D’autres attaques contre la commission électorale, ses installations et son personnel sont attendues, a déclaré Ojewale, soulevant des doutes sur les capacités des forces de sécurité nigérianes à freiner la violence.

Et dans les régions du nord-ouest et du centre, des groupes armés d’anciens bergers combattant les communautés pour l’accès à l’eau et à la terre ont tué des dizaines et enlevé des centaines cette année, profitant de l’appareil de sécurité surchargé du Nigéria.

Une autre menace pour les élections pourrait provenir des rebelles extrémistes islamiques dans la région du nord-est du Nigeria, Boko Haram et sa faction dissidente État islamique de la province de l’Afrique de l’Ouest. Perturber les élections au Nigeria l’année prochaine serait “le plus grand succès qu’ils puissent jamais obtenir”, a déclaré Bukarti du Tony Blair Institute.

Avec peu d’administration gouvernementale et presque aucune présence de sécurité dans les régions du nord, de nombreuses communautés éloignées sont prises au piège de la violence. Des analystes ont averti que les groupes armés cherchaient désormais à consolider leur présence dans ces zones.

Les conflits à travers le Nigéria ont entraîné au moins 4 millions de personnes déplacées à l’intérieur du pays, soit plus que la marge de victoire entre le vainqueur et le premier finaliste à l’élection présidentielle de 2019 dans le pays.

« Cette insécurité pourrait être la plus effrayante et la plus étendue des quatre républiques du pays. Il n’y a jamais eu de moment où l’accessibilité aux sondages a été aussi difficile que ce que nous vivons », a déclaré Idayat Hassan, qui dirige le Centre pour la démocratie et le développement axé sur l’Afrique de l’Ouest.

Hassan a déclaré qu’au-delà de l’engagement des autorités à organiser des élections crédibles, la crédibilité des scrutins de l’année prochaine “dépend de l’accessibilité des urnes et de la manière dont les gens peuvent voter”.

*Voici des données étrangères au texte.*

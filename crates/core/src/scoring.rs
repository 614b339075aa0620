use std::sync::LazyLock;

use regex::Regex;
use serde::{Deserialize, Serialize};

use crate::parse::Element;

/// Configuration for the content scoring algorithm
#[derive(Debug, Clone, PartialEq, Serialize, Deserialize)]
#[serde(default, deny_unknown_fields)]
pub struct ScoreConfig {
    /// Minimum score a candidate needs to be selected
    pub min_score: f64,
    /// Weight for positive tag/class/ID patterns
    pub positive_weight: f64,
    /// Weight for negative tag/class/ID patterns
    pub negative_weight: f64,
    /// Link density above which the multiplicative penalty applies
    pub link_density_threshold: f64,
    /// Points per paragraph-like child
    pub paragraph_bonus: f64,
    /// Cap on the paragraph bonus
    pub max_paragraph_bonus: f64,
    /// Points per character of non-link text per element
    pub text_density_scale: f64,
    /// Cap on the text density score
    pub max_text_density_score: f64,
    /// Maximum content density score from character count
    pub max_char_density_score: f64,
    /// Maximum content density score from comma count
    pub max_comma_density_score: f64,
    /// Characters per point for content density scoring
    pub chars_per_point: usize,
    /// Text length above which an element counts as content-rich
    pub content_rich_len: usize,
    /// Maximum number of elements scored per search
    pub max_elements: usize,
}

impl Default for ScoreConfig {
    fn default() -> Self {
        Self {
            min_score: 20.0,
            positive_weight: 25.0,
            negative_weight: -25.0,
            link_density_threshold: 0.33,
            paragraph_bonus: 5.0,
            max_paragraph_bonus: 25.0,
            text_density_scale: 0.1,
            max_text_density_score: 30.0,
            max_char_density_score: 3.0,
            max_comma_density_score: 3.0,
            chars_per_point: 100,
            content_rich_len: 500,
            max_elements: 1000,
        }
    }
}

/// Result of scoring an element
#[derive(Debug, Clone, PartialEq, Serialize)]
pub struct ScoreResult {
    /// The element's tag name
    pub tag_name: String,
    /// The element's class attribute (if present)
    pub class: Option<String>,
    /// The element's id attribute (if present)
    pub id: Option<String>,
    /// Base score from tag type
    pub base_score: f64,
    /// Weight adjustment from tag/class/ID patterns
    pub class_weight: f64,
    /// Score from non-link text per element
    pub text_density: f64,
    /// Score from character and comma counts
    pub content_density: f64,
    /// Score from paragraph-like children
    pub paragraph_bonus: f64,
    /// Link density (0.0 to 1.0)
    pub link_density: f64,
    /// Multiplier applied for link density (1.0 when below the threshold)
    pub link_penalty: f64,
    /// Final calculated score
    pub final_score: f64,
}

/// Calculate the base score for an element based on its tag name
///
/// Scores are assigned based on how likely a tag is to contain main content:
/// - ARTICLE, MAIN: +10 (primary content container)
/// - SECTION: +8 (content section)
/// - DIV: +5 (generic container)
/// - TD, BLOCKQUOTE: +3 (content elements)
/// - PRE: 0 (kept neutral)
/// - FORM, ADDRESS, lists: -3
/// - headings, TH, HEADER, FOOTER, NAV, ASIDE: -5
pub fn base_tag_score(element: &Element<'_>) -> f64 {
    match element.tag_name().as_str() {
        "article" | "main" => 10.0,
        "section" => 8.0,
        "div" => 5.0,
        "td" | "blockquote" => 3.0,
        "pre" => 0.0,
        "form" => -3.0,
        "address" | "ol" | "ul" | "dl" | "dd" | "dt" | "li" => -3.0,
        "h1" | "h2" | "h3" | "h4" | "h5" | "h6" | "th" | "header" | "footer" | "nav" | "aside" => -5.0,
        _ => 0.0,
    }
}

/// Patterns that suggest an element contains main content
pub static POSITIVE_PATTERNS: LazyLock<Regex> = LazyLock::new(|| {
    Regex::new(r"(?i)(article|body|content|entry|hentry|h-entry|main|page|post|text|blog|story|prose|markdown|docs?-?content)")
        .expect("valid positive pattern regex")
});

/// Patterns that suggest an element does NOT contain main content
pub static NEGATIVE_PATTERNS: LazyLock<Regex> = LazyLock::new(|| {
    Regex::new(
        r"(?i)(banner|breadcrumbs?|combx|comment|community|disqus|extra|foot|header|menu|nav|related|remark|rss|shoutbox|sidebar|sponsor|ad-break|agegate|pagination|pager|popup|promo|share|social|widget|aside)",
    )
    .expect("valid negative pattern regex")
});

/// Calculate the tag/class/ID weight adjustment for an element
///
/// Returns +positive_weight if the element's tag, id or one of its classes
/// matches positive patterns, or negative_weight if one matches negative
/// patterns (but not positive). The id is checked before classes.
pub fn class_id_weight(element: &Element<'_>, config: &ScoreConfig) -> f64 {
    let tag = element.tag_name();
    let names = std::iter::once(tag.as_str())
        .chain(element.attr("id"))
        .chain(element.attr("class").into_iter().flat_map(str::split_whitespace));

    for name in names {
        if POSITIVE_PATTERNS.is_match(name) {
            return config.positive_weight;
        }
        if NEGATIVE_PATTERNS.is_match(name) {
            return config.negative_weight;
        }
    }

    0.0
}

/// Calculate content density score based on text length and comma count
///
/// This gives higher scores to elements with:
/// - More text content (up to max_char_density_score)
/// - More commas (indicates prose, up to max_comma_density_score)
pub fn content_density_score(element: &Element<'_>, config: &ScoreConfig) -> f64 {
    let text = element.text();
    let chars_per_point = config.chars_per_point.max(1);
    let char_score = ((text.chars().count() / chars_per_point) as f64).min(config.max_char_density_score);
    let comma_count = text.matches(',').count();
    let comma_score = (comma_count as f64).min(config.max_comma_density_score);

    char_score + comma_score
}

/// Total length of anchor text inside an element
pub fn link_text_len(element: &Element<'_>) -> usize {
    element
        .self_and_descendants()
        .iter()
        .filter(|el| el.tag_name() == "a")
        .map(|link| link.text_len())
        .sum()
}

/// Calculate the link density of an element
///
/// Link density is the ratio of link text characters to total text characters.
/// Returns a value from 0.0 (no links) to 1.0 (all text is in links).
pub fn link_density(element: &Element<'_>) -> f64 {
    let text_length = element.text_len();

    if text_length == 0 {
        return 0.0;
    }

    (link_text_len(element) as f64 / text_length as f64).min(1.0)
}

/// Non-link text characters per element in the subtree, scaled and capped
pub fn text_density_score(element: &Element<'_>, config: &ScoreConfig) -> f64 {
    let element_count = element.self_and_descendants().len().max(1);
    let prose_len = element.text_len().saturating_sub(link_text_len(element));
    let density = prose_len as f64 / element_count as f64;

    (density * config.text_density_scale).min(config.max_text_density_score)
}

/// Number of direct `p`, `pre` and `blockquote` children
pub fn paragraph_children(element: &Element<'_>) -> usize {
    element
        .child_elements()
        .iter()
        .filter(|child| matches!(child.tag_name().as_str(), "p" | "pre" | "blockquote"))
        .count()
}

/// Calculate the final score for an element
///
/// The final score is the sum of:
/// - Base tag score
/// - Tag/class/ID weight adjustment
/// - Text density
/// - Content density
/// - Paragraph bonus
///
/// When link density exceeds the threshold, a positive sum is multiplied by
/// `1 - link_density`. The penalty is halved for elements with positive
/// patterns or a lot of text.
pub fn calculate_score(element: &Element<'_>, config: &ScoreConfig) -> ScoreResult {
    let tag_name = element.tag_name();
    let class = element.attr("class").map(|s| s.to_string());
    let id = element.attr("id").map(|s| s.to_string());

    let base_score = base_tag_score(element);
    let class_weight = class_id_weight(element, config);
    let text_density = text_density_score(element, config);
    let content_density = content_density_score(element, config);
    let paragraph_bonus = (paragraph_children(element) as f64 * config.paragraph_bonus).min(config.max_paragraph_bonus);
    let ld = link_density(element);

    let raw_score = base_score + class_weight + text_density + content_density + paragraph_bonus;

    let has_positive_pattern = class_weight > 0.0;
    let is_content_rich = element.text_len() > config.content_rich_len;

    let link_penalty = if ld <= config.link_density_threshold || raw_score <= 0.0 {
        1.0
    } else if has_positive_pattern || is_content_rich {
        1.0 - (ld * 0.5)
    } else {
        1.0 - ld
    };

    let final_score = raw_score * link_penalty;

    ScoreResult {
        tag_name,
        class,
        id,
        base_score,
        class_weight,
        text_density,
        content_density,
        paragraph_bonus,
        link_density: ld,
        link_penalty,
        final_score,
    }
}

#[cfg(test)]
mod tests {
    use super::*;
    use crate::parse::Document;
    use rstest::rstest;

    fn first<'a>(doc: &'a Document, selector: &str) -> Element<'a> {
        doc.select(selector).unwrap().into_iter().next().unwrap()
    }

    #[rstest]
    #[case("<article>Content</article>", "article", 10.0)]
    #[case("<main>Content</main>", "main", 10.0)]
    #[case("<section>Content</section>", "section", 8.0)]
    #[case("<div>Content</div>", "div", 5.0)]
    #[case("<blockquote>Quote</blockquote>", "blockquote", 3.0)]
    #[case("<pre>Code</pre>", "pre", 0.0)]
    #[case("<form>Form</form>", "form", -3.0)]
    #[case("<nav>Nav</nav>", "nav", -5.0)]
    #[case("<header>Header</header>", "header", -5.0)]
    fn test_base_tag_score(#[case] html: &str, #[case] selector: &str, #[case] expected: f64) {
        let doc = Document::parse(html).unwrap();
        assert_eq!(base_tag_score(&first(&doc, selector)), expected);
    }

    #[rstest]
    #[case(r#"<div class="article-content">x</div>"#, 25.0)]
    #[case(r#"<div id="main-content">x</div>"#, 25.0)]
    #[case(r#"<div class="sidebar">x</div>"#, -25.0)]
    #[case(r#"<div class="share-widget">x</div>"#, -25.0)]
    #[case(r#"<div class="container" id="wrapper">x</div>"#, 0.0)]
    #[case(r#"<div id="main-article" class="sidebar">x</div>"#, 25.0)]
    fn test_class_id_weight(#[case] html: &str, #[case] expected: f64) {
        let doc = Document::parse(html).unwrap();
        assert_eq!(class_id_weight(&first(&doc, "div"), &ScoreConfig::default()), expected);
    }

    #[test]
    fn test_class_weight_uses_tag_name() {
        let doc = Document::parse("<article>x</article><aside>y</aside>").unwrap();
        let config = ScoreConfig::default();
        assert_eq!(class_id_weight(&first(&doc, "article"), &config), 25.0);
        assert_eq!(class_id_weight(&first(&doc, "aside"), &config), -25.0);
    }

    #[test]
    fn test_content_density_with_commas() {
        let html = r#"<div>Text with commas, more commas, even more commas, and additional commas here.</div>"#;
        let doc = Document::parse(html).unwrap();
        assert_eq!(content_density_score(&first(&doc, "div"), &ScoreConfig::default()), 3.0);
    }

    #[test]
    fn test_content_density_max_char_score() {
        let html = format!(r#"<div>{}</div>"#, "a".repeat(500));
        let doc = Document::parse(&html).unwrap();
        assert_eq!(content_density_score(&first(&doc, "div"), &ScoreConfig::default()), 3.0);
    }

    #[test]
    fn test_link_density() {
        let doc = Document::parse(
            r##"<div id="none">Plain text only.</div>
                <div id="all"><a href="#">Link text</a></div>
                <div id="mixed">Some text <a href="#">link</a> more text</div>"##,
        )
        .unwrap();

        assert_eq!(link_density(&first(&doc, "#none")), 0.0);
        assert_eq!(link_density(&first(&doc, "#all")), 1.0);
        let mixed = link_density(&first(&doc, "#mixed"));
        assert!(mixed > 0.0 && mixed < 1.0);
    }

    #[test]
    fn test_text_density_prefers_prose_over_wrappers() {
        let html = format!(
            concat!(
                r#"<div id="wrapper"><div><a href="/">a</a></div><div><a href="/">b</a></div>"#,
                r#"<div id="prose"><p>{}</p></div></div>"#
            ),
            "Readable prose sentence. ".repeat(10)
        );
        let doc = Document::parse(&html).unwrap();
        let config = ScoreConfig::default();

        let wrapper = text_density_score(&first(&doc, "#wrapper"), &config);
        let prose = text_density_score(&first(&doc, "#prose"), &config);
        assert!(prose > wrapper);
    }

    #[test]
    fn test_paragraph_bonus_is_capped() {
        let html = format!("<div>{}</div>", "<p>Para.</p>".repeat(12));
        let doc = Document::parse(&html).unwrap();
        let result = calculate_score(&first(&doc, "div"), &ScoreConfig::default());
        assert_eq!(result.paragraph_bonus, 25.0);
    }

    #[test]
    fn test_calculate_score_combined() {
        let html = r##"<article class="main-content" id="post">
            <p>This is a long piece of text that should score well, with multiple commas, to indicate prose content.</p>
            <p><a href="#">Small link</a> and more text here to increase character count, more commas, more content.</p>
        </article>"##;

        let doc = Document::parse(html).unwrap();
        let result = calculate_score(&first(&doc, "article"), &ScoreConfig::default());

        assert_eq!(result.tag_name, "article");
        assert_eq!(result.class, Some("main-content".to_string()));
        assert_eq!(result.id, Some("post".to_string()));
        assert_eq!(result.base_score, 10.0);
        assert_eq!(result.class_weight, 25.0);
        assert_eq!(result.paragraph_bonus, 10.0);
        assert!(result.link_density > 0.0 && result.link_density < 0.3);
        assert_eq!(result.link_penalty, 1.0);
        assert!(result.final_score > 45.0);
    }

    #[test]
    fn test_calculate_score_nav_penalized() {
        let html = r##"<nav class="menu">
            <a href="#">Link 1</a>
            <a href="#">Link 2</a>
            <a href="#">Link 3</a>
        </nav>"##;

        let doc = Document::parse(html).unwrap();
        let result = calculate_score(&first(&doc, "nav"), &ScoreConfig::default());

        assert_eq!(result.base_score, -5.0);
        assert_eq!(result.class_weight, -25.0);
        assert!(result.link_density > 0.8);
        assert!(result.final_score < 0.0);
    }

    #[test]
    fn test_calculate_score_link_density_penalty() {
        let html = r##"
            <div>
                <a href="#">Link 1</a>
                <a href="#">Link 2</a>
                <a href="#">Link 3</a>
                <a href="#">Link 4</a>
                <a href="#">Link 5</a>
            </div>
        "##;
        let doc = Document::parse(html).unwrap();
        let result = calculate_score(&first(&doc, "div"), &ScoreConfig::default());

        let raw_score = result.base_score
            + result.class_weight
            + result.text_density
            + result.content_density
            + result.paragraph_bonus;
        assert!(result.link_penalty < 1.0);
        assert!(result.final_score < raw_score);
    }

    #[test]
    fn test_score_config_rejects_unknown_fields() {
        assert!(serde_json::from_str::<ScoreConfig>(r#"{"min_score": 10.0}"#).is_ok());
        assert!(serde_json::from_str::<ScoreConfig>(r#"{"min_scor": 10.0}"#).is_err());
    }
}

Les attaques contre l’infrastructure de la commission électorale posent également un défi à la fois financier et de planification, a-t-elle déclaré.

Les autorités doivent redoubler d’efforts pour établir la sécurité dans les zones rurales du nord, a recommandé l’Institut Tony Blair pour le changement global dans un rapport publié la semaine dernière.

“Il est essentiel que les décideurs politiques nigérians et les partenaires internationaux du pays comprennent ces menaces et agissent pour les atténuer afin d’assurer une transition pacifique du pouvoir et de soutenir toute nouvelle administration sur le terrain”, a déclaré Bukarti, auteur du rapport.

Les forces de sécurité nigérianes ont déclaré à plusieurs reprises qu’elles contrôlaient la situation sécuritaire du pays, bien que les experts aient mis en doute leur capacité à rétablir la paix dans de nombreuses communautés en difficulté.

“Les élections se dérouleront dans une atmosphère dépourvue d’intimidation et de violence”, a déclaré la semaine dernière le conseiller à la sécurité nationale Babagana Monguno, sans fournir de détails.